For any two norms \(\|\cdot\|_\alpha\) and \(\|\cdot\|_\beta\) on \(\fR^n\), there exist constants \(c_1, c_2 > 0\) such that \[ \begin{align} c_1\|\bx\|_\beta \leq \|\bx\|_\alpha \leq c_2\|\bx\|_\beta \quad \text{for all } \bx \in \fR^n. \end{align} \] In particular: \(\|\bx\|_2 \leq \|\bx\|_1 \leq \sqrt{n}\,\|\bx\|_2\) and \(\|\bx\|_\infty \leq \|\bx\|_2 \leq \sqrt{n}\,\|\bx\|_\infty\).
Since \(\fR^n\) is finite-dimensional, the unit sphere \(S_\beta = \{\bx : \|\bx\|_\beta = 1\}\) is compact. Any norm \(\|\cdot\|_\alpha\) is a continuous function on \(\fR^n\), and by the Extreme Value Theorem, it attains its minimum \(c_1\) and maximum \(c_2\) on \(S_\beta\): \[ \begin{align} c_1 = \min_{\bx \in S_\beta} \|\bx\|_\alpha, \quad c_2 = \max_{\bx \in S_\beta} \|\bx\|_\alpha. \end{align} \] For any nonzero \(\by \in \fR^n\), let \(\bx = \by / \|\by\|_\beta \in S_\beta\). Then: \[ \begin{align} c_1 \leq \left\| \frac{\by}{\|\by\|_\beta} \right\|_\alpha \leq c_2 \quad \Rightarrow \quad c_1 \|\by\|_\beta \leq \|\by\|_\alpha \leq c_2 \|\by\|_\beta. \end{align} \] The explicit inequality \(\|\bx\|_1 \leq \sqrt{n}\|\bx\|_2\) follows from Cauchy-Schwarz applied to \(|\bx|\) and the all-ones vector \(\mathbf{1}\): \[ \begin{align} \|\bx\|_1 &= \sum_{i=1}^n |x_i| \cdot 1 \\ &\leq \left( \sum_{i=1}^n x_i^2 \right)^{1/2} \left( \sum_{i=1}^n 1^2 \right)^{1/2} \\ &= \sqrt{n} \|\bx\|_2. \end{align} \]

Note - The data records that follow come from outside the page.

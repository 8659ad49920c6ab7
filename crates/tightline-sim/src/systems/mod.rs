//! Systems run by the engine each tick.
//!
//! Systems are plain functions over the world or the fight session.
//! They do not own state.

pub mod attraction;
pub mod fight;
pub mod swimming;
pub mod telemetry;
//! Telemetry snapshot returned by every tick.

use serde::{Deserialize, Serialize};

use crate::enums::*;
use crate::events::FishingEvent;
use crate::types::{FishInstance, SimTime};

#[derive(Debug, Clone, Default, PartialEq, Serialize, Deserialize)]
pub struct FightTelemetry {
    pub time: SimTime,
    pub state: GameStateKind,
    /// Only while casting.
    pub casting_stage: Option<CastingStage>,
    /// Only while reeling.
    pub fight: Option<FightView>,
    /// Seconds left to strike while biting.
    pub bite_window_secs: Option<f64>,
    /// Set once landed, until acknowledged.
    pub landed: Option<FishInstance>,
    pub events: Vec<FishingEvent>,
}

/// Meters of the fight in progress.
#[derive(Debug, Clone, PartialEq, Serialize, Deserialize)]
pub struct FightView {
    pub tension: f64,
    pub line_tension: f64,
    pub rod_tension: f64,
    pub distance: f64,
    pub max_distance: f64,
    pub hit_charge: f64,
    pub is_fighting: bool,
    pub is_stunned: bool,
    pub stun_time_left: f64,
    pub high_tension_secs: f64,
    pub slack_secs: f64,
    pub band: TensionBand,
    pub fish: FishInstance,
}
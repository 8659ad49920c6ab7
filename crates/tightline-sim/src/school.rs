//! Spawn factories for the school of fish swimming around the bait.

use glam::DVec2;
use hecs::World;
use rand::Rng;

use tightline_core::catalog::Species;
use tightline_core::components::{Swim, Swimmer, WaterPosition};
use tightline_core::constants::*;

/// Replace the school with `min..=max` fish drawn uniformly from `species`.
/// Returns the number spawned (zero when the location has no species).
pub fn respawn_school(
    world: &mut World,
    rng: &mut impl Rng,
    species: &[&Species],
    min: usize,
    max: usize,
) -> usize {
    clear_school(world);
    if species.is_empty() {
        return 0;
    }
    let count = rng.gen_range(min..=max.max(min));
    for _ in 0..count {
        let pick = species[rng.gen_range(0..species.len())];
        let position = DVec2::new(
            rng.gen_range(WATER_MIN_X..WATER_MAX_X),
            rng.gen_range(WATER_MIN_Y..WATER_MAX_Y),
        );
        spawn_swimmer(world, rng, pick, position);
    }
    count
}

/// Spawn one fish heading in a random direction.
pub fn spawn_swimmer(
    world: &mut World,
    rng: &mut impl Rng,
    species: &Species,
    position: DVec2,
) -> hecs::Entity {
    let speed = species.aggression / 10.0 * SWIM_SPEED_FACTOR;
    world.spawn((
        Swimmer {
            species_id: species.id.clone(),
        },
        WaterPosition(position),
        Swim {
            velocity: random_heading(rng) * speed,
            speed,
            turn_in_secs: rng.gen_range(HEADING_MIN_SECS..HEADING_MAX_SECS),
        },
    ))
}

pub fn clear_school(world: &mut World) {
    let fish: Vec<hecs::Entity> = world
        .query::<&Swimmer>()
        .iter()
        .map(|(entity, _)| entity)
        .collect();
    for entity in fish {
        let _ = world.despawn(entity);
    }
}

pub fn school_size(world: &World) -> usize {
    world.query::<&Swimmer>().iter().count()
}

pub(crate) fn random_heading(rng: &mut impl Rng) -> DVec2 {
    DVec2::from_angle(rng.gen_range(0.0..std::f64::consts::TAU))
}
//! Tightline headless runner.
//!
//! Wires the fishing engine to a JSON config, background timers (energy and
//! the game clock), a fixed-rate game loop thread fed by a command channel,
//! and an autopilot angler used by the CLI.

pub mod autopilot;
pub mod config;
pub mod error;
pub mod game_loop;
pub mod session;
pub mod state;

pub use tightline_core as core;
//! Application state shared between the caller and the game loop thread.

use std::sync::mpsc;
use std::sync::{Arc, Mutex};
use std::thread::JoinHandle;

use tightline_core::commands::PlayerCommand;
use tightline_core::state::FightTelemetry;

use crate::error::LoopError;
use crate::game_loop;
use crate::session::AnglingSession;

/// Commands sent to the game loop thread.
#[derive(Debug)]
pub enum GameLoopCommand {
    /// A player command to forward to the engine.
    PlayerCommand(PlayerCommand),
    /// Shut down the game loop thread gracefully.
    Shutdown,
}

/// Handle on a running game loop.
///
/// - `command_tx` is `None` until `start`
/// - `latest_telemetry` is written by the loop after every tick and
///   keeps accumulating events until someone takes it
pub struct AppState {
    pub command_tx: Mutex<Option<mpsc::Sender<GameLoopCommand>>>,
    pub latest_telemetry: Arc<Mutex<Option<FightTelemetry>>>,
    pub running: Mutex<bool>,
    handle: Mutex<Option<JoinHandle<AnglingSession>>>,
}

impl Default for AppState {
    fn default() -> Self {
        Self {
            command_tx: Mutex::new(None),
            latest_telemetry: Arc::new(Mutex::new(None)),
            running: Mutex::new(false),
            handle: Mutex::new(None),
        }
    }
}

impl AppState {
    pub fn new() -> Self {
        Self::default()
    }

    /// Spawn the game loop for `session`. Fails if one is already running.
    pub fn start(&self, session: AnglingSession, tick_rate_hz: u32) -> Result<(), LoopError> {
        let mut running = self.running.lock().map_err(|_| LoopError::Poisoned)?;
        if *running {
            return Err(LoopError::AlreadyRunning);
        }

        let (cmd_tx, handle) =
            game_loop::spawn_game_loop(session, tick_rate_hz, self.latest_telemetry.clone());

        *self.command_tx.lock().map_err(|_| LoopError::Poisoned)? = Some(cmd_tx);
        *self.handle.lock().map_err(|_| LoopError::Poisoned)? = Some(handle);
        *running = true;
        Ok(())
    }

    /// Forward a player command to the loop.
    pub fn send_command(&self, command: PlayerCommand) -> Result<(), LoopError> {
        let tx_lock = self.command_tx.lock().map_err(|_| LoopError::Poisoned)?;
        match tx_lock.as_ref() {
            Some(tx) => tx
                .send(GameLoopCommand::PlayerCommand(command))
                .map_err(|_| LoopError::Disconnected),
            None => Err(LoopError::NotStarted),
        }
    }

    /// Take the newest telemetry, with every event since the previous take.
    pub fn take_telemetry(&self) -> Result<Option<FightTelemetry>, LoopError> {
        let mut lock = self.latest_telemetry.lock().map_err(|_| LoopError::Poisoned)?;
        Ok(lock.take())
    }

    /// Stop the loop and hand back the session it was running.
    pub fn shutdown(&self) -> Result<AnglingSession, LoopError> {
        let mut running = self.running.lock().map_err(|_| LoopError::Poisoned)?;
        let tx = self
            .command_tx
            .lock()
            .map_err(|_| LoopError::Poisoned)?
            .take()
            .ok_or(LoopError::NotStarted)?;
        // The loop may already have exited on its own; joining covers both.
        let _ = tx.send(GameLoopCommand::Shutdown);
        let handle = self
            .handle
            .lock()
            .map_err(|_| LoopError::Poisoned)?
            .take()
            .ok_or(LoopError::NotStarted)?;
        *running = false;
        handle.join().map_err(|_| LoopError::Disconnected)
    }
}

Refer to Defs~above–above and the result above.
For \(\bx = (-1, 2, -3, 4)^T\), compute \(\|\bx\|_1\), \(\|\bx\|_2\), \(\|\bx\|_\infty\) by hand. Verify all three norm-equivalence inequalities hold.
Verify the triangle inequality \(\|\bx + \by\|_2 \leq \|\bx\|_2 + \|\by\|_2\) for \(\bx = (1, 2)^T\), \(\by = (-3, 1)^T\) by computing both sides.
Using NumPy, confirm your hand calculations with
np.linalg.norm(x, 1),np.linalg.norm(x), andnp.linalg.norm(x, np.inf).Show that \(\|\bx\|_\infty = \lim_{p \to \infty}\|\bx\|_p\). (Hint: let \(M = \max_i|x_i|\); factor \(M\) out of \(\|\bx\|_p\) and take the limit.)